L’esperienza dell’amore romantico rappresenta una delle situazioni umane più travolgenti. Fin da sempre è stato celebrato all’interno dell’arte, della musica e della letteratura, fino ad arrivare nel corso degli ultimi due secoli a catturare l’attenzione della psicologia e delle neuroscienze. Nonostante quanto si possa credere, il sentimento dell’amore non è così ineffabile o “misterioso”, ma affonda le sue radici in circuiti cerebrali e meccanismi ormonali ben specifici. Inoltre, è molto spesso una forma di comportamento appreso che viene a costituirsi mediante rinforzi dall’ambiente in cui cresciamo. Ma cosa accade all’interno del nostro cervello quando ci innamoriamo?
La fase dell’innamoramento permette l’attivazione di numerose aree cerebrali, tra le quali le risposte di dipendenza. Attraverso le moderne tecniche di neuroimaging, effettuate su soggetti che stavano osservando la persona amata, si è vista l’attivazione dell’area tegmentale ventrale (VTA) e del nucleus accumbens, strutture coinvolte in modo particolare all’interno del circuito della ricompensa dopaminergica. Sappiamo che questo è lo stesso sistema che si attiva per il cibo, il sesso e le droghe. In poche parole, l’innamoramento può essere visto come la ricezione di una dose estremamente potente di piacere. Oltre a ciò, sappiamo che l’attività della corteccia prefrontale, tendenzialmente implicata nella valutazione razionale e nel giudizio critico, diminuisce. Questo processo è alla base del fenomeno dell’idealizzazione dell’altro, sospendendo, in parte, il pensiero analitico. Anche l’amigdala, centro della risposta di paura, mostra un’attivazione ridotta, portando a percepire l’altro come meno minaccioso e investito di un maggiore significato positivo. Ulteriori aree coinvolte risultano essere quella della corteccia cingolata anteriore e dell’insula, importanti per l’empatia e per l’elaborazione delle emozioni sociali. Tale network è alla base dell’esperienza di connessione, desiderio e motivazione verso l’altro.
Da un punto di vista ormonale, sappiamo che l’amore romantico si basa principalmente su una triade di neurotrasmettitori fondamentali: dopamina, ossitocina e vasopressina. Il primo consente la spinta motivazionale e il piacere dato dalla presenza dell’altro. Il secondo, definito spesso come “l’ormone dell’attaccamento”, viene rilasciato a seguito e durante l’intimità fisica e affettiva, favorendo la fiducia ed il legame. L’ultimo invece gioca il suo ruolo nella stabilizzazione del legame di coppia.

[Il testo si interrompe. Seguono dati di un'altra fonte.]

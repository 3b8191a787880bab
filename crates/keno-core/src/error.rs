use thiserror::Error;

/// Errors raised while building or validating client configuration.
///
/// These are construction-time failures; a client is never built from an
/// invalid configuration.
#[derive(Debug, Error, PartialEq, Eq)]
pub enum ConfigError {
    /// The jurisdiction code is not one of the eight known codes.
    #[error("unknown jurisdiction '{0}'; expected one of ACT, NSW, QLD, VIC, WA, NT, SA, TAS")]
    UnknownJurisdiction(String),

    #[error("invalid setting {setting}: {reason}")]
    InvalidSetting {
        setting: &'static str,
        reason: String,
    },
}

/// Errors raised by the timestamp codec.
#[derive(Debug, Error)]
pub enum TimeError {
    #[error("malformed timestamp '{input}': {source}")]
    Malformed {
        input: String,
        #[source]
        source: chrono::ParseError,
    },
}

Se il nostro cervello gioca un ruolo importante nell’amore e nell’innamoramento, la prospettiva comportamentale illustra come tutto ciò può avvenire, rendendo meno “misteriosa” questa esperienza e rendendola più umana e naturale. Secondo il condizionamento classico, un individuo associa in maniera inconsapevole la presenza dell’altro ad esperienze piacevoli, rendendo l’altra persona un “segnale” di piacere. Per il condizionamento operante, la presenza e la vicinanza di un partner che ci fornisce comprensione, supporto e attenzione, funge da rinforzo positivo, incrementando la frequenza dei comportamenti affettivi e della ricerca di contatto. Un ulteriore meccanismo è quello del rinforzo intermittente, ossia quando le attenzioni arrivano in maniera imprevedibile, portando ad un aumento della motivazione verso l’altro. Tale principio è anche alla base di altri fenomeni, come il gioco d’azzardo. Questo inoltre spiega perché, anche in situazioni relazionali instabili, il sentimento dell’amore cresce. Modelli come quello fornito da Byrne e Clore, ipotizzano che l’attrazione sentimentale e affettiva derivi da un’associazione tra la persona e gli stati emozionali vissuti come positivi. Il partner diventa quindi una sorta di “rinforzatore condizionato” del proprio benessere psicologico.
In sostanza, l’innamoramento non è solamente una reazione chimica, né una mera costruzione culturale. Rappresenta un’esperienza complessa che intreccia neurobiologia e apprendimento. Diviene fondamentale comprendere i circuiti cerebrali e i meccanismi comportamentali, non per “ridurre” la bellezza di questo fenomeno umano, ma per comprenderne invece la naturalezza e l’umanità, oltre che i vari processi psichici sottostanti. In ambito sessuologico e clinico, tutto ciò è utile per affrontare numerose tematiche, quali la dipendenza affettiva o la costruzione di relazioni più consapevoli. Imparare il perché ci innamoriamo di qualcuno è già un primo passo fondamentale per imparare a farlo meglio, oltre che ad aumentare una maggiore consapevolezza verso sé stessi.